Em 2014 os governos da Itália, da Província e da Cidade convocaram um grupo de intelectuais para tentar resolver esse problema que dividia a comunidade.[10] Mas além de produzirem conflitos, os monumentos documentam uma importante fase histórica da região e têm uma elevada qualidade estética, e o Monumento da Vitória em particular foi o primeiro monumento fascista a ser construído na Itália, aspectos que complicavam a questão. Nas palavras de Obermair, "se você remover os monumentos, você remove as evidências e evita lidar com as camadas complexas de história e identidade que impulsionam essa disputa. Alternativamente, manter os monumentos sem desafiá-los simplesmente normaliza sua retórica fascista". Como forma de conciliação foi decidido manter os monumentos, mas foi concebida uma nova cenografia para deixar explicitado o contexto ideológico em que foram criados. Uma das colunas do Monumento da Vitória foi circundada com um anel luminoso onde se lê a frase de Hannah Arendt Ninguém tem o direito de obedecer, ao redor da construção foram instaladas luzes vermelhas e na cripta foi criado um museu documentando a turbulenta história recente da cidade e da região e explorando o debate que se formou em torno dessa obra. Já no relevo de Hans Piffrader foi instalado um luminoso que passa por toda sua extensão com a mesma frase, e na praça defronte foi instalado um painel informativo. Segundo reportagem de Alex Sakalis para a BBC, "as intervenções artísticas foram um enorme sucesso, elogiadas por políticos e membros da sociedade civil de ambas as comunidades", e disse Obermair que as manifestações da extrema direita pararam de acontecer junto aos monumentos: "Nós destruímos seus brinquedos, por assim dizer. [...] A ideia básica, de que não devemos destruir monumentos, mas transformá-los radicalmente, é poderosa. Isso fornece à população ferramentas para refletir sobre a história, questionar ideologias e analisar criticamente o ambiente construído ao seu redor".[9] Membros dos movimentos direitistas protestaram, ao que Obermair respondeu: "A resistência da direita é uma confirmação de que tomamos o caminho certo".[10]

Distinções editar

É sócio da Royal Historical Society de Londres, membro honorário da Accademia Roveretana degli Agiati e da Sociedade Trentina de Estudos Históricos, membro do Conselho Editorial das revistas Studi Trentini e Geschichte und Region/Storia e Regione, um dos diretores da revista Studi di storia medievale e diplomatica e do Comitê Italiano para Estudos e Edição de Fontes Normativas, conselheiro da Sociedade De Statutis da Universidade de Bolonha, membro da Warwick Network for Parish Research da Universidade de Warwick e consultor científico dos Museus Estatais da Província de Bolzano.[1][4][5]

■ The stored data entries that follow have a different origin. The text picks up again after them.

/// Playlist model and database operations
///
/// # Schema
///
/// ```sql
/// CREATE TABLE playlists (
///     id          INTEGER PRIMARY KEY AUTOINCREMENT,
///     name        TEXT NOT NULL,
///     description TEXT,
///     owner_id    INTEGER NOT NULL,
///     is_public   INTEGER NOT NULL DEFAULT 0,
///     created_at  TEXT NOT NULL,
///     updated_at  TEXT NOT NULL
/// );
///
/// CREATE TABLE playlist_songs (
///     playlist_id INTEGER NOT NULL REFERENCES playlists (id) ON DELETE CASCADE,
///     position    INTEGER NOT NULL,
///     song_id     INTEGER NOT NULL,
///     added_at    TEXT NOT NULL,
///     PRIMARY KEY (playlist_id, position),
///     UNIQUE (playlist_id, song_id)
/// );
/// ```
///
/// Positions only order the rows. Removing a song leaves a gap and new songs
/// go after the current maximum, so relative order never changes.
///
/// # Example
///
/// ```no_run
/// use tunestack_playlists::models::playlist::{CreatePlaylist, Playlist, SongChange};
/// use sqlx::SqlitePool;
///
/// # async fn example(pool: SqlitePool) -> Result<(), sqlx::Error> {
/// let playlist = Playlist::create(&pool, CreatePlaylist {
///     name: "Road trip".to_string(),
///     owner_id: 1,
///     song_ids: vec![3, 1],
///     ..Default::default()
/// }).await?;
///
/// if let SongChange::Applied(updated) = Playlist::add_song(&pool, playlist.id, 2).await? {
///     assert_eq!(updated.song_ids, vec![3, 1, 2]);
/// }
/// # Ok(())
/// # }
/// ```

use chrono::{DateTime, Utc};
use serde::{Deserialize, Serialize};
use sqlx::{SqliteConnection, SqlitePool};
use std::collections::HashMap;
use utoipa::ToSchema;
use validator::Validate;

const PLAYLIST_COLUMNS: &str = "id, name, description, owner_id, is_public, created_at, updated_at";

/// A user's ordered list of songs
#[derive(Debug, Clone, PartialEq, Serialize, Deserialize, ToSchema)]
pub struct Playlist {
    pub id: i64,

    /// Display name
    pub name: String,

    pub description: Option<String>,

    /// User Service ID of the owner
    pub owner_id: i64,

    /// Visible to other users
    pub is_public: bool,

    /// Music Service song IDs, in playlist order
    pub song_ids: Vec<i64>,

    pub created_at: DateTime<Utc>,
    pub updated_at: DateTime<Utc>,
}

/// `playlists` row without its songs
#[derive(Debug, sqlx::FromRow)]
struct PlaylistRow {
    id: i64,
    name: String,
    description: Option<String>,
    owner_id: i64,
    is_public: bool,
    created_at: DateTime<Utc>,
    updated_at: DateTime<Utc>,
}

impl PlaylistRow {
    fn with_songs(self, song_ids: Vec<i64>) -> Playlist {
        Playlist {
            id: self.id,
            name: self.name,
            description: self.description,
            owner_id: self.owner_id,
            is_public: self.is_public,
            song_ids,
            created_at: self.created_at,
            updated_at: self.updated_at,
        }
    }
}

/// Input for creating a playlist
#[derive(Debug, Clone, Default, Serialize, Deserialize, Validate, ToSchema)]
pub struct CreatePlaylist {
    #[validate(length(min = 1, max = 100, message = "Name must be 1 to 100 characters"))]
    pub name: String,

    #[validate(length(max = 500, message = "Description must be at most 500 characters"))]
    pub description: Option<String>,

    pub owner_id: i64,

    #[serde(default)]
    pub is_public: bool,

    /// Initial songs, in order
    #[serde(default)]
    pub song_ids: Vec<i64>,
}

/// Result of adding or removing a song
#[derive(Debug, Clone, PartialEq)]
pub enum SongChange {
    /// The membership changed; holds the updated playlist
    Applied(Playlist),

    /// No playlist with that ID
    PlaylistMissing,

    /// Add: the song was already present. Remove: it wasn't there.
    Unchanged,
}

impl Playlist {
    /// Inserts a playlist and its initial songs in one transaction
    ///
    /// # Errors
    ///
    /// Fails with a unique-constraint database error if `song_ids` repeats a song.
    pub async fn create(pool: &SqlitePool, data: CreatePlaylist) -> Result<Self, sqlx::Error> {
        let now = Utc::now();
        let mut tx = pool.begin().await?;

        let row = sqlx::query_as::<_, PlaylistRow>(&format!(
            "INSERT INTO playlists (name, description, owner_id, is_public, created_at, updated_at)
             VALUES (?, ?, ?, ?, ?, ?)
             RETURNING {PLAYLIST_COLUMNS}"
        ))
        .bind(data.name)
        .bind(data.description)
        .bind(data.owner_id)
        .bind(data.is_public)
        .bind(now)
        .bind(now)
        .fetch_one(&mut *tx)
        .await?;

        for (position, &song_id) in data.song_ids.iter().enumerate() {
            sqlx::query(
                "INSERT INTO playlist_songs (playlist_id, position, song_id, added_at)
                 VALUES (?, ?, ?, ?)",
            )
            .bind(row.id)
            .bind(position as i64)
            .bind(song_id)
            .bind(now)
            .execute(&mut *tx)
            .await?;
        }

        tx.commit().await?;

        Ok(row.with_songs(data.song_ids))
    }

    /// Finds a playlist by ID, songs included
    pub async fn find_by_id(pool: &SqlitePool, id: i64) -> Result<Option<Self>, sqlx::Error> {
        let mut conn = pool.acquire().await?;
        load(&mut conn, id).await
    }

    /// Whether a playlist with this ID exists
    pub async fn exists(pool: &SqlitePool, id: i64) -> Result<bool, sqlx::Error> {
        let (count,): (i64,) = sqlx::query_as("SELECT COUNT(*) FROM playlists WHERE id = ?")
            .bind(id)
            .fetch_one(pool)
            .await?;

        Ok(count > 0)
    }

    /// Lists playlists in creation order, optionally one owner's
    ///
    /// A negative `limit` returns every row.
    pub async fn list(
        pool: &SqlitePool,
        owner_id: Option<i64>,
        limit: i64,
        offset: i64,
    ) -> Result<Vec<Self>, sqlx::Error> {
        let mut conn = pool.acquire().await?;

        let rows = sqlx::query_as::<_, PlaylistRow>(&format!(
            "SELECT {PLAYLIST_COLUMNS} FROM playlists
             WHERE (?1 IS NULL OR owner_id = ?1)
             ORDER BY id
             LIMIT ?2 OFFSET ?3"
        ))
        .bind(owner_id)
        .bind(limit)
        .bind(offset)
        .fetch_all(&mut *conn)
        .await?;

        if rows.is_empty() {
            return Ok(Vec::new());
        }

        // Same page, one query for every membership on it
        let memberships: Vec<(i64, i64)> = sqlx::query_as(
            "SELECT playlist_id, song_id FROM playlist_songs
             WHERE playlist_id IN (
                 SELECT id FROM playlists
                 WHERE (?1 IS NULL OR owner_id = ?1)
                 ORDER BY id
                 LIMIT ?2 OFFSET ?3
             )
             ORDER BY playlist_id, position",
        )
        .bind(owner_id)
        .bind(limit)
        .bind(offset)
        .fetch_all(&mut *conn)
        .await?;

        let mut songs: HashMap<i64, Vec<i64>> = HashMap::new();
        for (playlist_id, song_id) in memberships {
            songs.entry(playlist_id).or_default().push(song_id);
        }

        Ok(rows
            .into_iter()
            .map(|row| {
                let song_ids = songs.remove(&row.id).unwrap_or_default();
                row.with_songs(song_ids)
            })
            .collect())
    }

    /// Appends a song to the end of a playlist
    pub async fn add_song(
        pool: &SqlitePool,
        id: i64,
        song_id: i64,
    ) -> Result<SongChange, sqlx::Error> {
        let now = Utc::now();
        let mut tx = pool.begin().await?;

        // Writing first takes the write lock before anything is read
        if !touch(&mut tx, id, now).await? {
            return Ok(SongChange::PlaylistMissing);
        }
        if contains_song(&mut tx, id, song_id).await? {
            tx.rollback().await?;
            return Ok(SongChange::Unchanged);
        }

        sqlx::query(
            "INSERT INTO playlist_songs (playlist_id, position, song_id, added_at)
             SELECT ?1, COALESCE(MAX(position) + 1, 0), ?2, ?3
             FROM playlist_songs WHERE playlist_id = ?1",
        )
        .bind(id)
        .bind(song_id)
        .bind(now)
        .execute(&mut *tx)
        .await?;

        let playlist = load(&mut tx, id).await?;
        tx.commit().await?;

        Ok(playlist.map_or(SongChange::PlaylistMissing, SongChange::Applied))
    }

    /// Removes a song, keeping the order of the others
    pub async fn remove_song(
        pool: &SqlitePool,
        id: i64,
        song_id: i64,
    ) -> Result<SongChange, sqlx::Error> {
        let mut tx = pool.begin().await?;

        if !touch(&mut tx, id, Utc::now()).await? {
            return Ok(SongChange::PlaylistMissing);
        }

        let removed = sqlx::query("DELETE FROM playlist_songs WHERE playlist_id = ? AND song_id = ?")
            .bind(id)
            .bind(song_id)
            .execute(&mut *tx)
            .await?
            .rows_affected();

        if removed == 0 {
            tx.rollback().await?;
            return Ok(SongChange::Unchanged);
        }

        let playlist = load(&mut tx, id).await?;
        tx.commit().await?;

        Ok(playlist.map_or(SongChange::PlaylistMissing, SongChange::Applied))
    }

    /// Deletes a playlist; its memberships go with it
    ///
    /// Returns true if a row was deleted.
    pub async fn delete(pool: &SqlitePool, id: i64) -> Result<bool, sqlx::Error> {
        let result = sqlx::query("DELETE FROM playlists WHERE id = ?")
            .bind(id)
            .execute(pool)
            .await?;

        Ok(result.rows_affected() > 0)
    }

    pub async fn count(pool: &SqlitePool) -> Result<i64, sqlx::Error> {
        let (count,): (i64,) = sqlx::query_as("SELECT COUNT(*) FROM playlists")
            .fetch_one(pool)
            .await?;

        Ok(count)
    }
}

async fn load(conn: &mut SqliteConnection, id: i64) -> Result<Option<Playlist>, sqlx::Error> {
    let row = sqlx::query_as::<_, PlaylistRow>(&format!(
        "SELECT {PLAYLIST_COLUMNS} FROM playlists WHERE id = ?"
    ))
    .bind(id)
    .fetch_optional(&mut *conn)
    .await?;

    let Some(row) = row else {
        return Ok(None);
    };

    let song_ids: Vec<i64> = sqlx::query_scalar(
        "SELECT song_id FROM playlist_songs WHERE playlist_id = ? ORDER BY position",
    )
    .bind(id)
    .fetch_all(&mut *conn)
    .await?;

    Ok(Some(row.with_songs(song_ids)))
}

async fn contains_song(
    conn: &mut SqliteConnection,
    id: i64,
    song_id: i64,
) -> Result<bool, sqlx::Error> {
    let found: Option<i64> = sqlx::query_scalar(
        "SELECT song_id FROM playlist_songs WHERE playlist_id = ? AND song_id = ?",
    )
    .bind(id)
    .bind(song_id)
    .fetch_optional(&mut *conn)
    .await?;

    Ok(found.is_some())
}

/// Bumps `updated_at`; false when the playlist doesn't exist
async fn touch(
    conn: &mut SqliteConnection,
    id: i64,
    now: DateTime<Utc>,
) -> Result<bool, sqlx::Error> {
    let result = sqlx::query("UPDATE playlists SET updated_at = ? WHERE id = ?")
        .bind(now)
        .bind(id)
        .execute(&mut *conn)
        .await?;

    Ok(result.rows_affected() > 0)
}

Foi co-curador da exposição permanente no museu do Monumento da Vitória, intitulada BZ '18-'45: ein Denkmal, eine Stadt, zwei Diktaturen (Bolzano 1918-1945: um monumento, uma cidade, duas ditaduras),[2] que recebeu menção especial no Prêmio Museu Europeu do Ano de 2016, por desenvolver "um aspecto novo e inovador de seu serviço público e com o qual outros museus europeus podem aprender".[11]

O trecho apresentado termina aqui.